> Exercise aim:
Would you reproduce exactly the lines below from the one holding "goes through the" through the one holding "pub use ffmpeg::FfmpegCodec;", inclusive, and no others?

(Records excerpted from a collection)
────

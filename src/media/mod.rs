//! Media decoding and encoding.
//!
//! Still images go through the `image` crate. Video goes through the
//! [`VideoCodec`] seam so pipelines can be exercised without FFmpeg; the
//! production codec is [`FfmpegCodec`].

pub mod ffmpeg;
pub mod still;

use std::fmt;
use std::path::Path;

use anyhow::{anyhow, Result};

use crate::error::RelayResult;
use crate::frame::Frame;

pub use ffmpeg::FfmpegCodec;
pub use still::{decode_image_file, encode_image_file};

/// Exact rational frame rate, e.g. `30000/1001`.
#[derive(Clone, Copy, Debug, PartialEq, Eq)]
pub struct FrameRate {
    pub num: u32,
    pub den: u32,
}

impl FrameRate {
    pub fn new(num: u32, den: u32) -> Result<Self> {
        if num == 0 || den == 0 {
            return Err(anyhow!("invalid frame rate {}/{}", num, den));
        }
        Ok(Self { num, den })
    }

    /// Parse `"num/den"` or a plain integer.
    pub fn parse(value: &str) -> Result<Self> {
        let value = value.trim();
        let (num, den) = match value.split_once('/') {
            Some((num, den)) => (num.trim(), den.trim()),
            None => (value, "1"),
        };
        let num = num
            .parse::<u32>()
            .map_err(|_| anyhow!("invalid frame rate '{}'", value))?;
        let den = den
            .parse::<u32>()
            .map_err(|_| anyhow!("invalid frame rate '{}'", value))?;
        Self::new(num, den)
    }

    pub fn as_f64(&self) -> f64 {
        self.num as f64 / self.den as f64
    }
}

impl fmt::Display for FrameRate {
    fn fmt(&self, f: &mut fmt::Formatter<'_>) -> fmt::Result {
        write!(f, "{}/{}", self.num, self.den)
    }
}

/// Stream parameters shared by a source and the sink built from it.
#[derive(Clone, Copy, Debug, PartialEq, Eq)]
pub struct VideoInfo {
    pub width: u32,
    pub height: u32,
    pub frame_rate: FrameRate,
}

/// Sequential frame reader.
pub trait VideoSource {
    fn info(&self) -> VideoInfo;

    /// Next frame in presentation order; `Ok(None)` at end of stream.
    fn read_frame(&mut self) -> RelayResult<Option<Frame>>;

    /// Stop decoding and free the underlying resources. Idempotent.
    fn close(&mut self) -> RelayResult<()>;
}

/// Sequential frame writer.
pub trait VideoSink {
    fn write_frame(&mut self, frame: &Frame) -> RelayResult<()>;

    /// Flush and finalise the container. Idempotent.
    fn finish(&mut self) -> RelayResult<()>;

    /// Stop without finalising; the output is left incomplete. Idempotent.
    fn abort(&mut self);
}

/// Opens sources and sinks for files on disk.
pub trait VideoCodec {
    fn open_source(&self, path: &Path) -> RelayResult<Box<dyn VideoSource>>;

    /// Open a sink writing `info.width x info.height` at `info.frame_rate`.
    fn open_sink(&self, path: &Path, info: &VideoInfo) -> RelayResult<Box<dyn VideoSink>>;
}
mod adapter;
mod backend;
pub mod backends;
mod classes;
pub mod postprocess;
mod result;

pub use adapter::VehicleDetector;
pub use backend::DetectorBackend;
pub use backends::{load_backend, BackendSettings, StubBackend, StubDetection};
pub use classes::{class_name, ClassAllowList, COCO_CLASS_NAMES, VEHICLE_CLASSES};
pub use result::{BoundingBox, Detection};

────

> Task output:
//! Still images go through the `image` crate. Video goes through the
//! [`VideoCodec`] seam so pipelines can be exercised without FFmpeg; the
//! production codec is [`FfmpegCodec`].

pub mod ffmpeg;
pub mod still;

use std::fmt;
use std::path::Path;

use anyhow::{anyhow, Result};

use crate::error::RelayResult;
use crate::frame::Frame;

pub use ffmpeg::FfmpegCodec;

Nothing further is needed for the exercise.